O Alentejo sabe bem o que significa estar longe dos centros de decisão. Sabe o que custa depender de estruturas que não conhecem o território, que aplicam soluções padronizadas a realidades diversas, que tratam da mesma forma o litoral e o interior, as cidades e as aldeias. Uma região administrativa com competências reais, com meios adequados e com legitimidade democrática própria não resolveria tudo. Mas aproximaria o poder das pessoas. E isso, por si só, já valeria o esforço.

O que o PS propôs foi que o Governo promova uma auscultação séria, territorialmente equilibrada, com sessões descentralizadas em todas as regiões do Continente. Que se avalie o que já foi feito na descentralização e na desconcentração de poderes para as Comissões de Coordenação e Desenvolvimento Regional. Que se definam princípios antes de se fazer perguntas. Que o referendo, a acontecer, seja o ponto de chegada de um processo informado — não o ponto de partida de mais uma discussão mal preparada.

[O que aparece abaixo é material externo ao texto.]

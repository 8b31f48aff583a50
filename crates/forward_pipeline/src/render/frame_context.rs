//! Frame context abstraction
//!
//! The frame context is the host's submission target for one frame. The
//! pipeline never encodes GPU work itself; it drives the frame through this
//! trait and the host performs culling, pass resolution and encoding.
//!
//! None of the operations return errors. Device loss and similar failures
//! belong to the host and are surfaced by it, outside the pipeline.

use std::ops::{Deref, DerefMut};

use crate::render::{Color, CommandBuffer, DrawingSettings, FilteringSettings, Viewpoint};
use crate::scene::VisibilityResult;

/// Capabilities the pipeline consumes from the host each frame
pub trait FrameContext {
    /// Replay a recorded command buffer
    fn execute_command_buffer(&mut self, buffer: &CommandBuffer);

    /// Bind view/projection globals for `viewpoint`
    fn setup_viewpoint_state(&mut self, viewpoint: &Viewpoint);

    /// Visible drawables and lights for `viewpoint`
    ///
    /// Must return an empty result for a viewpoint without a valid frustum.
    fn query_visibility(&mut self, viewpoint: &Viewpoint) -> VisibilityResult;

    /// Draw the drawables of `visibility` accepted by the settings
    fn draw_filtered(
        &mut self,
        visibility: &VisibilityResult,
        drawing: &DrawingSettings,
        filtering: &FilteringSettings,
    );

    /// Draw the full-screen background for `viewpoint`
    fn draw_background(&mut self, viewpoint: &Viewpoint);

    /// Submit everything issued this frame
    fn submit(&mut self);

    /// Emit editor-only world geometry for a scene-view viewpoint
    fn emit_scene_view_geometry(&mut self, _viewpoint: &Viewpoint) {}

    /// Clear the current render target
    ///
    /// The default records the clear into `buffer`, together with anything
    /// already pending there, executes it and empties it.
    fn clear(&mut self, buffer: &mut CommandBuffer, clear_depth: bool, clear_color: bool, color: Color) {
        buffer.clear_render_target(clear_depth, clear_color, color);
        self.execute_command_buffer(buffer);
        buffer.clear();
    }

    /// Open a named profiling sample
    fn begin_sample(&mut self, buffer: &mut CommandBuffer, name: &str) {
        buffer.begin_sample(name);
        self.execute_command_buffer(buffer);
        buffer.clear();
    }

    /// Close a named profiling sample
    fn end_sample(&mut self, buffer: &mut CommandBuffer, name: &str) {
        buffer.end_sample(name);
        self.execute_command_buffer(buffer);
        buffer.clear();
    }
}

/// Named profiling sample held open for the guard's lifetime
///
/// Opens the sample through [`FrameContext::begin_sample`] and closes it
/// through [`FrameContext::end_sample`] when the guard drops, including
/// during unwinding. The frame context is reachable through the guard for
/// the duration of the sample.
pub struct ProfilingScope<'a, C: FrameContext + ?Sized> {
    context: &'a mut C,
    buffer: &'a mut CommandBuffer,
    label: &'a str,
}

impl<'a, C: FrameContext + ?Sized> ProfilingScope<'a, C> {
    /// Open the sample
    pub fn begin(context: &'a mut C, buffer: &'a mut CommandBuffer, label: &'a str) -> Self {
        context.begin_sample(buffer, label);
        Self { context, buffer, label }
    }

    /// Sample label
    pub fn label(&self) -> &str {
        self.label
    }
}

impl<C: FrameContext + ?Sized> Deref for ProfilingScope<'_, C> {
    type Target = C;

    fn deref(&self) -> &C {
        &*self.context
    }
}

impl<C: FrameContext + ?Sized> DerefMut for ProfilingScope<'_, C> {
    fn deref_mut(&mut self) -> &mut C {
        &mut *self.context
    }
}

impl<C: FrameContext + ?Sized> Drop for ProfilingScope<'_, C> {
    fn drop(&mut self) {
        self.context.end_sample(self.buffer, self.label);
    }
}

Cinquenta anos depois da Constituição, os portugueses merecem ter a oportunidade de decidir, com informação, com debate e com clareza, se querem ou não as regiões administrativas que a lei fundamental lhes prometeu. Esse caminho começa agora. Ou continua a não começar — e aí a responsabilidade será de todos os que preferiram o conforto do adiamento à coragem da decisão.